Infelizmente, a todos
os problemas mecânicos e de design geral, acrescentam-se uma série de problemas
técnicos. Comecemos pela vertente mais gritante: o desempenho. Aberrante é
única palavra adequada para descrever o desempenho de Deadly Premonition 2.
Dentro de portas já vemos a framerate a cair um pouco quando temos mais
de uma mão cheia de personagens ou elementos mais complexos no ecrã. Fora de
portas, e sobretudo quando nos deslocamos no skate, o número de fotogramas por
segundo atinge valores baixíssimos, por vezes congelando a imagem durante
alguns segundos. Também os tempos de carregamento são excessivamente longos,
podendo levar minutos a carregar uma nova área. Esta vertente é tão desastrosa
que dei por mim a pensar inúmeras vezes que o jogo tinha dado um crash. Adicionalmente,
houve uma ocasião em que ao iniciar o jogo e tentar carregar o meu save
manual, a imagem não apareceu. O ecrã ficou continuamente preto, e se mexesse
York ouvia o som dos seus passos, mas nada aparecia. Aqui, tive de carregar um
ponto de gravação automático anterior, levando-me a perder progresso
significativo. Não há desculpa possível para tantos e tão grandes problemas de
desempenho.
A vertente gráfica de Deadly
Premonition 2 foi radicalmente mudada em relação ao seu antecessor. Este
jogo apresenta uma nova direção artística que utiliza cores mais vibrantes e
vívidas, bem como uma line art que ajuda a relevar as diferentes
características das personagens. Esta mudança é bem-vinda, e dá à experiência
um aspeto mais vivo e colorido. Infelizmente, volta a ser marcado pela gritante
falta de definição gráfica do ambiente e de muitos elementos e por texturas muito
pobres.

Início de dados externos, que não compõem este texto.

//! Port traits for the collaborators around the journal core.

pub mod config_port;
pub mod trade_source_port;
pub mod price_port;
pub mod balance_port;
pub mod report_port;
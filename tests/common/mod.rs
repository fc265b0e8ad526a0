#![allow(dead_code)]

use chrono::{DateTime, Utc};
use rust_decimal::Decimal;
use std::cell::RefCell;
use std::collections::BTreeMap;
use std::io::Write;
use tradejournal::domain::error::JournalError;
use tradejournal::domain::journal::JournalReport;
use tradejournal::domain::trade::{parse_timestamp, RawTrade, Side, Trade};
use tradejournal::ports::price_port::PricePort;
use tradejournal::ports::report_port::ReportPort;
use tradejournal::ports::trade_source_port::TradeSourcePort;

pub struct MockTradeSource {
    pub name: String,
    pub trades: Vec<RawTrade>,
    pub error: Option<String>,
}

impl MockTradeSource {
    pub fn new(name: &str) -> Self {
        Self {
            name: name.to_string(),
            trades: Vec::new(),
            error: None,
        }
    }

    pub fn with_trades(mut self, trades: Vec<RawTrade>) -> Self {
        self.trades.extend(trades);
        self
    }

    pub fn with_error(mut self, reason: &str) -> Self {
        self.error = Some(reason.to_string());
        self
    }
}

impl TradeSourcePort for MockTradeSource {
    fn name(&self) -> &str {
        &self.name
    }

    fn fetch_trades(&self) -> Result<Vec<RawTrade>, JournalError> {
        if let Some(reason) = &self.error {
            return Err(JournalError::Source {
                source_name: self.name.clone(),
                reason: reason.clone(),
            });
        }
        Ok(self.trades.clone())
    }
}

pub struct MockPriceSource {
    pub prices: BTreeMap<String, Decimal>,
}

impl MockPriceSource {
    pub fn new(pairs: &[(&str, Decimal)]) -> Self {
        Self {
            prices: pairs.iter().map(|(s, p)| (s.to_string(), *p)).collect(),
        }
    }
}

impl PricePort for MockPriceSource {
    fn current_prices(&self) -> Result<BTreeMap<String, Decimal>, JournalError> {
        Ok(self.prices.clone())
    }
}

/// Captures the report instead of writing it.
pub struct MockReportPort {
    pub written: RefCell<Option<(JournalReport, String)>>,
}

impl MockReportPort {
    pub fn new() -> Self {
        Self {
            written: RefCell::new(None),
        }
    }

    pub fn report(&self) -> JournalReport {
        self.written.borrow().as_ref().unwrap().0.clone()
    }
}

impl ReportPort for MockReportPort {
    fn write(&self, report: &JournalReport, output_path: &str) -> Result<(), JournalError> {
        *self.written.borrow_mut() = Some((report.clone(), output_path.to_string()));
        Ok(())
    }
}

pub fn ts(value: &str) -> DateTime<Utc> {
    parse_timestamp(value).unwrap()
}

pub fn make_trade(
    id: &str,
    symbol: &str,
    side: Side,
    at: &str,
    quantity: Decimal,
    price: Decimal,
    fee: Decimal,
) -> Trade {
    Trade {
        id: id.to_string(),
        broker: "schwab".to_string(),
        symbol: symbol.to_string(),
        side,
        quantity,
        price,
        fee,
        timestamp: ts(at),
    }
}

pub fn buy(id: &str, symbol: &str, at: &str, quantity: Decimal, price: Decimal) -> Trade {
    make_trade(id, symbol, Side::Buy, at, quantity, price, Decimal::ZERO)
}

pub fn sell(id: &str, symbol: &str, at: &str, quantity: Decimal, price: Decimal) -> Trade {
    make_trade(id, symbol, Side::Sell, at, quantity, price, Decimal::ZERO)
}

pub fn on_broker(mut trade: Trade, broker: &str) -> Trade {
    trade.broker = broker.to_string();
    trade
}

pub fn make_raw(id: &str, broker: &str, symbol: &str, side: &str, qty: &str, price: &str, at: &str) -> RawTrade {
    RawTrade {
        id: Some(id.to_string()),
        broker: Some(broker.to_string()),
        symbol: Some(symbol.to_string()),
        side: Some(side.to_string()),
        quantity: Some(qty.to_string()),
        price: Some(price.to_string()),
        fee: None,
        datetime: Some(at.to_string()),
    }
}

pub fn write_temp_file(content: &str) -> tempfile::NamedTempFile {
    let mut file = tempfile::NamedTempFile::new().unwrap();
    file.write_all(content.as_bytes()).unwrap();
    file.flush().unwrap();
    file
}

Ao longe, esta direção gráfica dá um aspeto francamente bonito ao jogo,
mas quando nos aproximamos de uma personagem ou objeto, quer em secções
jogáveis quer em cenas cinemáticas, esta falta de definição torna-se por demais
evidente. Há que referir ainda que vários limites entre zonas do mundo aberto
são visíveis, dando a sensação de que cada área foi desenhada e criada em
separado e que a “colagem” umas com as outras foi descuidada. Nunca é bom
quando conseguimos ver as costuras de um mundo aberto, e é precisamente isso
que se passa com Le Carré.
Por fim, olhemos para
a vertente sonora e musical do jogo. Mesmo reutilizando várias trilhas do antecessor, a
generalidade da música continua a ser agradável e a ditar bem o tom de cada
cena, não sendo de espantar se se ficar com uma ou outra música presa na cabeça
depois de terminar a campanha. No entanto, é de lamentar que a mistura de som
seja menos arrojada desta vez, um dos aspetos que tanta personalidade deu ao Deadly
Premonition original. No que toca a desempenhos, há que destacar mais uma
vez o trabalho de Jeff Kramer no papel do protagonista, e ainda os trabalhos de
Cassandra Lee Morris como Patricia Woods, de Mela Lee como Aaliyah Davis e de Ogie
Banks como Melvin Woods. No final de contas, este acaba por ser o aspeto
técnico do jogo que menos problemas apresenta, mas há pelo menos um que é
relevante apontar. Há algumas cutscenes onde algumas falas não são
reproduzidas, e que as legendas que surgem no ecrã não são acompanhadas pelo
som. Naturalmente que isto causa estranheza e prejudica a já difícil tarefa de imersão
na experiência.
Conclusões
Deadly Premonition
2: A Blessing in Disguise afunda-se em demasiados problemas técnicos e mecânicos, ofuscando quase
completamente a sua história intrigante e as suas personagens memoráveis. O
desempenho do jogo é quase sempre atroz, as mecânicas são básicas e, ainda
assim, inconsistentes, e o design de vários aspetos é frustrante. Por baixo de
todos os defeitos, há aqui aspetos a aproveitar, mas apenas os ávidos fãs do
primeiro jogo e do fantástico protagonista quererão e poderão levar esta
experiência até ao fim.
O Melhor:
- Francis York Morgan continua a ser um excelente protagonista
- A história é interessante o suficiente para nos motivarmos a ver o seu desfecho
- A nova direção artística dá ao jogo um aspeto mais vívido, mas…
O Pior:
- Volta a sofrer de grandes problemas no que à definição gráfica diz respeito
- É um desastre em todos os aspetos técnicos, sobretudo no desempenho
- Péssimo design de missões
- Mecânicas de disparo muito pouco fiáveis
Pontuação
do GameForces – 4/10
Título: Deadly Premonition 2: A Blessing in Disguise
Desenvolvedora: Toybox
Publicadora: Rising
Star Games
Ano: 2019
Nota: Esta análise foi realizada com base na versão digital do jogo para a Nintendo Switch, através de um código gentilmente cedido pela Nintendo Portugal.
Autor da Análise:
Filipe Castro Mesquita
[Análise] Deadly Premonition 2: A Blessing in Disguise [NSW]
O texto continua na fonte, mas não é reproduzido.